WORK REQUIRED
The word "unknown" marks the lines to keep; find each one in the data and copy it.

Stored data

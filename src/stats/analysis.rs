//! Aggregate, ranking, anomaly and trend types.

use serde::Serialize;

use crate::provider::{HealthClassification, ProviderInstance};

/// Pool-wide aggregates over a provider set.
#[derive(Debug, Clone, Default, PartialEq, Serialize)]
pub struct PoolStatistics {
    pub total_providers: usize,
    pub healthy: usize,
    pub degraded: usize,
    pub unhealthy: usize,
    pub unknown: usize,
    pub maintenance: usize,
    pub total_connections: usize,
    /// Mean of average response times (ms); 0 for an empty set.
    pub average_response_time_ms: f64,
    /// Mean success rate; 0 for an empty set.
    pub average_success_rate: f64,
}

impl PoolStatistics {
    pub fn calculate(providers: &[ProviderInstance]) -> Self {
        let mut stats = Self {
            total_providers: providers.len(),
            ..Self::default()
        };
        for p in providers {
            match p.health {
                HealthClassification::Healthy => stats.healthy += 1,
                HealthClassification::Degraded => stats.degraded += 1,
                HealthClassification::Unhealthy => stats.unhealthy += 1,
                HealthClassification::Unknown => stats.unknown += 1,
                HealthClassification::Maintenance => stats.maintenance += 1,
            }
            stats.total_connections += p.current_connections;
        }
        stats.average_response_time_ms = mean(providers.iter().map(|p| p.metrics.avg_response_time_ms));
        stats.average_success_rate = mean(providers.iter().map(|p| p.metrics.success_rate));
        stats
    }
}

/// A provider's position in the performance ranking.
#[derive(Debug, Clone, PartialEq, Serialize)]
pub struct ProviderScore {
    pub provider_id: String,
    pub score: f64,
    pub health: HealthClassification,
}

/// Composite performance score (0-100).
///
/// `40·success + max(0, 30 − 5·avg_secs) + min(20, 20·rpm/100) + health bonus`
/// where the bonus is 10 for healthy, 5 for degraded, 0 otherwise.
pub fn performance_score(p: &ProviderInstance) -> f64 {
    let reliability = 40.0 * p.metrics.success_rate;
    let speed = (30.0 - p.metrics.avg_response_time_ms / 1000.0 * 5.0).max(0.0);
    let throughput = (p.metrics.throughput_rpm / 100.0 * 20.0).min(20.0);
    let bonus = match p.health {
        HealthClassification::Healthy => 10.0,
        HealthClassification::Degraded => 5.0,
        _ => 0.0,
    };
    reliability + speed + throughput + bonus
}

/// Rank providers by score, best first. Equal scores keep input order.
pub fn rank(providers: &[ProviderInstance]) -> Vec<ProviderScore> {
    let mut scores: Vec<ProviderScore> = providers
        .iter()
        .map(|p| ProviderScore {
            provider_id: p.id.clone(),
            score: performance_score(p),
            health: p.health,
        })
        .collect();
    scores.sort_by(|a, b| b.score.total_cmp(&a.score));
    scores
}

#[derive(Debug, Clone, Copy, PartialEq, Eq, Serialize)]
#[serde(rename_all = "snake_case")]
pub enum AnomalyKind {
    ResponseTime,
    SuccessRate,
}

#[derive(Debug, Clone, Copy, PartialEq, Eq, PartialOrd, Ord, Serialize)]
#[serde(rename_all = "snake_case")]
pub enum Severity {
    High,
    Critical,
}

/// A metric that strayed more than two standard deviations from its history.
#[derive(Debug, Clone, PartialEq, Serialize)]
pub struct Anomaly {
    pub provider_id: String,
    pub kind: AnomalyKind,
    pub severity: Severity,
    pub current: f64,
    pub historical_mean: f64,
    pub std_dev: f64,
}

#[derive(Debug, Clone, Copy, PartialEq, Eq, Serialize, Default)]
#[serde(rename_all = "snake_case")]
pub enum TrendDirection {
    Improving,
    #[default]
    Stable,
    Degrading,
}

/// Direction of change over a provider's metrics history.
#[derive(Debug, Clone, PartialEq, Serialize, Default)]
pub struct PerformanceTrend {
    pub provider_id: String,
    pub samples: usize,
    /// Least-squares slope of average response time, ms per sample.
    pub response_time_slope: f64,
    /// Least-squares slope of success rate, per sample.
    pub success_rate_slope: f64,
    pub response_time: TrendDirection,
    pub success_rate: TrendDirection,
}

/// Relative response-time change per sample treated as a real trend.
const RESPONSE_TIME_TREND_RATIO: f64 = 0.01;
/// Absolute success-rate change per sample treated as a real trend.
const SUCCESS_RATE_TREND_STEP: f64 = 0.001;

impl PerformanceTrend {
    /// Trend with no signal, used when history is too short.
    pub fn empty(provider_id: &str, samples: usize) -> Self {
        Self {
            provider_id: provider_id.to_string(),
            samples,
            ..Self::default()
        }
    }

    pub fn from_series(provider_id: &str, response_times: &[f64], success_rates: &[f64]) -> Self {
        let samples = response_times.len().min(success_rates.len());
        if samples < 2 {
            return Self::empty(provider_id, samples);
        }

        let rt_slope = slope(response_times);
        let sr_slope = slope(success_rates);
        let rt_threshold = mean(response_times.iter().copied()) * RESPONSE_TIME_TREND_RATIO;

        // Rising latency is bad; rising success is good.
        let response_time = if rt_slope > rt_threshold {
            TrendDirection::Degrading
        } else if rt_slope < -rt_threshold {
            TrendDirection::Improving
        } else {
            TrendDirection::Stable
        };
        let success_rate = if sr_slope > SUCCESS_RATE_TREND_STEP {
            TrendDirection::Improving
        } else if sr_slope < -SUCCESS_RATE_TREND_STEP {
            TrendDirection::Degrading
        } else {
            TrendDirection::Stable
        };

        Self {
            provider_id: provider_id.to_string(),
            samples,
            response_time_slope: rt_slope,
            success_rate_slope: sr_slope,
            response_time,
            success_rate,
        }
    }
}

/// Arithmetic mean; 0 for no values.
pub fn mean(values: impl Iterator<Item = f64>) -> f64 {
    let (sum, count) = values.fold((0.0, 0usize), |(s, c), v| (s + v, c + 1));
    if count == 0 {
        0.0
    } else {
        sum / count as f64
    }
}

/// Population standard deviation; 0 for no values.
pub fn std_dev(values: &[f64]) -> f64 {
    if values.is_empty() {
        return 0.0;
    }
    let m = mean(values.iter().copied());
    let variance = values.iter().map(|v| (v - m).powi(2)).sum::<f64>() / values.len() as f64;
    variance.sqrt()
}

/// Least-squares slope of `values` against their index; 0 with fewer than 2 points.
pub fn slope(values: &[f64]) -> f64 {
    let n = values.len();
    if n < 2 {
        return 0.0;
    }
    let x_mean = (n - 1) as f64 / 2.0;
    let y_mean = mean(values.iter().copied());
    let (num, den) = values.iter().enumerate().fold((0.0, 0.0), |(num, den), (i, y)| {
        let dx = i as f64 - x_mean;
        (num + dx * (y - y_mean), den + dx * dx)
    });
    if den == 0.0 {
        0.0
    } else {
        num / den
    }
}
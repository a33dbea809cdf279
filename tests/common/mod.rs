//! Shared fixtures for integration and load testing.
#![allow(dead_code)]

use std::collections::HashMap;
use std::sync::Arc;

use provider_balancer::config::{BalancerConfig, HealthCheckConfig};
use provider_balancer::{LoadBalancer, ProviderInstance, SelectionContext, Strategy};

/// Config with background health checks off so tests drive health explicitly.
pub fn config(strategy: Strategy) -> BalancerConfig {
    BalancerConfig {
        strategy,
        health_check: HealthCheckConfig {
            enabled: false,
            ..HealthCheckConfig::default()
        },
        ..BalancerConfig::default()
    }
}

pub fn provider(id: &str) -> ProviderInstance {
    ProviderInstance::new(id, format!("http://{}.test:8080", id))
}

/// Build a balancer and register `providers`.
pub fn balancer(config: BalancerConfig, providers: Vec<ProviderInstance>) -> Arc<LoadBalancer> {
    let lb = LoadBalancer::new(config);
    for p in providers {
        lb.add_provider(p).unwrap();
    }
    lb
}

/// Run `n` selections, releasing each slot, and count picks per provider.
pub fn select_many(lb: &LoadBalancer, n: usize) -> HashMap<String, usize> {
    let mut counts = HashMap::new();
    for i in 0..n {
        let result = lb.select_provider(&SelectionContext::new(format!("req-{}", i))).unwrap();
        lb.release_provider(&result.provider.id);
        *counts.entry(result.provider.id).or_insert(0) += 1;
    }
    counts
}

ANSWER TO THIS PROBLEM
    pub unknown: usize,
                HealthClassification::Unknown => stats.unknown += 1,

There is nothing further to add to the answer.